Trump a choisi sa rencontre avec Abbas à Bethlehem pour condamner le terrorisme et les tueurs d’enfants qui venaient de frapper à Manchester au Royaume Uni. Il n’a pas utilisé les mots "terrorisme islamique" qu’il a employés à Riyad, mais il a dénoncé le terrorisme tueur d’enfants en présence d’un homme qui incite au terrorisme tueur d’enfants. Et il a qualifié les gens qui recourent au terrorisme tueur d’enfants de "perdants maléfiques". Abbas n’a pas pu ne pas entendre.

 

En compagnie de Binyamin Netanyahu et au Musée National d’Israël, il a souligné tout ce qui attache les Juifs à la terre d’Israël, ainsi que son soutien indéfectible à Israël. Il a tenu des propos sans la moindre ambiguïté sur Jérusalem, ville juive, et sur le danger iranien. Il a dit souhaiter la paix, mais il n’a jamais évoqué la "solution à deux Etats", ou la nécessité de créer un Etat palestinien.
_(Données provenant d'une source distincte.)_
use billsync_core::bills::{Bill, BillBook, BillType, Category, IdSource, RecurrenceRule};
use chrono::NaiveDate;
use uuid::Uuid;

struct SequentialIds(u128);

impl IdSource for SequentialIds {
    fn next_id(&mut self) -> Uuid {
        self.0 += 1;
        Uuid::from_u128(self.0)
    }
}

fn date(y: i32, m: u32, d: u32) -> NaiveDate {
    NaiveDate::from_ymd_opt(y, m, d).unwrap()
}

/// Seed plus three generated monthly instances (four bills total).
fn book_with_series() -> (BillBook, Uuid) {
    let mut book = BillBook::new();
    let seed = Bill::new(
        "Mensalidade",
        350.0,
        date(2024, 1, 10),
        Category::Education,
        BillType::Payable,
    )
    .with_recurrence(RecurrenceRule::Monthly, Some(date(2024, 4, 10)));
    let root = book.add_series(seed, &mut SequentialIds(0));
    (book, root)
}

#[test]
fn add_series_appends_root_and_members_unpaid() {
    let (book, root) = book_with_series();
    assert_eq!(book.len(), 4);
    assert!(book.bills.iter().all(|bill| !bill.is_paid));
    assert!(book.get(root).unwrap().parent_id.is_none());
    assert_eq!(
        book.bills
            .iter()
            .filter(|bill| bill.parent_id == Some(root))
            .count(),
        3
    );
}

#[test]
fn add_series_forces_the_seed_unpaid() {
    let mut book = BillBook::new();
    let mut seed = Bill::new(
        "Salário",
        5000.0,
        date(2024, 2, 1),
        Category::Income,
        BillType::Receivable,
    );
    seed.is_paid = true;
    let root = book.add_series(seed, &mut SequentialIds(0));
    assert!(!book.get(root).unwrap().is_paid);
}

#[test]
fn deleting_the_series_from_a_non_root_member_removes_everything() {
    let (mut book, root) = book_with_series();
    let member = book
        .bills
        .iter()
        .find(|bill| bill.parent_id == Some(root))
        .map(|bill| bill.id)
        .expect("generated member");

    let removed = book.delete_series(member).expect("delete series");
    assert_eq!(removed, 4);
    assert!(book.is_empty());
}

#[test]
fn deleting_the_series_from_the_root_removes_everything() {
    let (mut book, root) = book_with_series();
    let removed = book.delete_series(root).expect("delete series");
    assert_eq!(removed, 4);
    assert!(book.is_empty());
}

#[test]
fn series_delete_leaves_unrelated_bills_alone() {
    let (mut book, root) = book_with_series();
    let lone = Bill::new(
        "Consulta",
        200.0,
        date(2024, 3, 3),
        Category::Health,
        BillType::Payable,
    );
    let lone_id = book.add_series(lone, &mut SequentialIds(100));

    book.delete_series(root).expect("delete series");
    assert_eq!(book.len(), 1);
    assert!(book.get(lone_id).is_some());
}

#[test]
fn single_instance_delete_keeps_the_rest_of_the_series() {
    let (mut book, root) = book_with_series();
    let member = book
        .bills
        .iter()
        .find(|bill| bill.parent_id == Some(root))
        .map(|bill| bill.id)
        .expect("generated member");

    book.delete_one(member).expect("delete one");
    assert_eq!(book.len(), 3);
    assert!(book.get(root).is_some());
    assert!(book.get(member).is_none());
}

#[test]
fn series_membership_covers_roots_and_members() {
    let (mut book, root) = book_with_series();
    let member = book
        .bills
        .iter()
        .find(|bill| bill.parent_id == Some(root))
        .map(|bill| bill.id)
        .unwrap();
    assert!(book.is_series_member(root).unwrap());
    assert!(book.is_series_member(member).unwrap());

    let lone_id = book.add_series(
        Bill::new(
            "Cinema",
            40.0,
            date(2024, 3, 9),
            Category::Entertainment,
            BillType::Payable,
        ),
        &mut SequentialIds(200),
    );
    assert!(!book.is_series_member(lone_id).unwrap());
}

#[test]
fn toggle_paid_flips_only_the_target() {
    let (mut book, root) = book_with_series();
    assert!(book.toggle_paid(root).expect("toggle"));
    assert!(book.get(root).unwrap().is_paid);
    assert!(book
        .bills
        .iter()
        .filter(|bill| bill.id != root)
        .all(|bill| !bill.is_paid));

    assert!(!book.toggle_paid(root).expect("toggle back"));
}

#[test]
fn edits_mutate_in_place_without_reexpansion() {
    let (mut book, root) = book_with_series();
    book.update(root, |bill| {
        bill.amount = 375.0;
        bill.notes = Some("reajuste".into());
    })
    .expect("update");

    assert_eq!(book.len(), 4, "editing never re-expands");
    let edited = book.get(root).unwrap();
    assert_eq!(edited.amount, 375.0);
    assert_eq!(edited.notes.as_deref(), Some("reajuste"));
}

#[test]
fn unknown_ids_are_rejected() {
    let (mut book, _) = book_with_series();
    let ghost = Uuid::from_u128(9999);
    assert!(book.delete_one(ghost).is_err());
    assert!(book.delete_series(ghost).is_err());
    assert!(book.toggle_paid(ghost).is_err());
    assert!(book.is_series_member(ghost).is_err());
}
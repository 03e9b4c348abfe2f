//! Readiness trampoline.
//!
//! At most one task per socket is ever inside the external readiness wait.
//! That task stays recorded on its direction's [`WakeGate`] while it waits,
//! so a `wake()` from another task interrupts the wait just like it would
//! interrupt a plain `block()`. A task of the other direction that needs to
//! wait in the meantime parks on its own gate instead.
//!
//! Returning from [`Trampoline::wait`] never means "ready": callers always
//! retry the non-blocking operation.

use std::cell::Cell;
use std::os::fd::RawFd;
use std::rc::Rc;

use futures::future::{select, Either};
use greenzmq_core::{Direction, Hub, Readiness, WakeGate};
use tracing::trace;

use crate::error::Result;

pub(crate) struct Trampoline {
    /// Direction of the task currently inside the external wait
    active: Cell<Option<Direction>>,
    send_gate: WakeGate,
    recv_gate: WakeGate,
}

impl Trampoline {
    pub(crate) fn new(hub: &Rc<dyn Hub>) -> Self {
        Self {
            active: Cell::new(None),
            send_gate: WakeGate::new(hub.clone()),
            recv_gate: WakeGate::new(hub.clone()),
        }
    }

    pub(crate) fn gate(&self, direction: Direction) -> &WakeGate {
        match direction {
            Direction::Send => &self.send_gate,
            Direction::Recv => &self.recv_gate,
        }
    }

    /// No task is inside the external wait
    pub(crate) fn is_idle(&self) -> bool {
        self.active.get().is_none()
    }

    pub(crate) fn has_waiters(&self) -> bool {
        self.send_gate.is_blocked() || self.recv_gate.is_blocked()
    }

    pub(crate) fn wake(&self, direction: Direction) -> bool {
        self.gate(direction).wake()
    }

    /// Wake the gates whose direction `readiness` reports as ready.
    pub(crate) fn wake_ready(&self, readiness: Readiness) {
        if readiness.allows(Direction::Send) {
            self.send_gate.wake();
        }
        if readiness.allows(Direction::Recv) {
            self.recv_gate.wake();
        }
    }

    pub(crate) fn close(&self) {
        self.send_gate.close();
        self.recv_gate.close();
    }

    /// Suspend until `fd` may have become ready or this direction is woken.
    pub(crate) async fn wait(&self, hub: &dyn Hub, fd: RawFd, direction: Direction) -> Result<()> {
        let gate = self.gate(direction);

        if let Some(active) = self.active.get() {
            trace!(%direction, %active, "readiness wait already in progress, parking");
            gate.block().await?;
            return Ok(());
        }

        trace!(%direction, fd, "entering readiness wait");
        let guard = ActiveWait::enter(self, direction);
        let outcome = match select(hub.wait(fd, direction), gate.block()).await {
            Either::Left((ready, _)) => {
                // The descriptor fires for both directions and this task is
                // about to consume the edge.
                if ready.is_ok() {
                    self.wake(direction.opposite());
                }
                ready.map_err(Into::into)
            }
            Either::Right((woken, _)) => woken.map_err(Into::into),
        };
        if outcome.is_ok() {
            guard.disarm();
        }
        trace!(%direction, ok = outcome.is_ok(), "left readiness wait");
        outcome
    }
}

/// Marks the trampoline as occupied for the lifetime of one external wait.
///
/// If dropped while still armed (the wait failed or the waiting task was
/// cancelled) it wakes the opposite gate, so a parked task takes over the
/// external wait instead of sleeping with nobody watching the descriptor.
struct ActiveWait<'a> {
    trampoline: &'a Trampoline,
    direction: Direction,
    armed: bool,
}

impl<'a> ActiveWait<'a> {
    fn enter(trampoline: &'a Trampoline, direction: Direction) -> Self {
        trampoline.active.set(Some(direction));
        Self {
            trampoline,
            direction,
            armed: true,
        }
    }

    fn disarm(mut self) {
        self.armed = false;
    }
}

impl Drop for ActiveWait<'_> {
    fn drop(&mut self) {
        self.trampoline.active.set(None);
        if self.armed && self.trampoline.wake(self.direction.opposite()) {
            trace!(direction = %self.direction, "handed readiness wait over");
        }
    }
}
Il n’a jamais parlé des "droits" d’un "peuple palestinien". Il n’a pas parlé une seule fois de la présence de Juifs israéliens en Judée-Samarie et ne l’a donc pas critiquée une seule seconde.

 

Si des journalistes occidentaux atteints de surdité et de cécité sélectives n’ont pas constaté ce que je viens d’énoncer, il ne fait strictement aucun doute que les journalistes du monde musulman l’ont remarqué, et des gens tels que Mahmoud Abbas aussi.

 

Binyamin Netanyahu et le gouvernement israélien savent qu’ils ont un ami sûr à la Maison Blanche, qu’une alliance d’endiguement du régime iranien prend forme, que les régimes arabes sunnites sont sur une voie de rapprochement avec Israël pour faire face au danger iranien, et qu’Israël est libre de gérer le "dossier palestinien" comme les Israéliens l’entendent, sous l’œil très bienveillant de Donald Trump.

 

La page des sinistres années Obama n’est pas entièrement tournée, mais elle commence à l’être.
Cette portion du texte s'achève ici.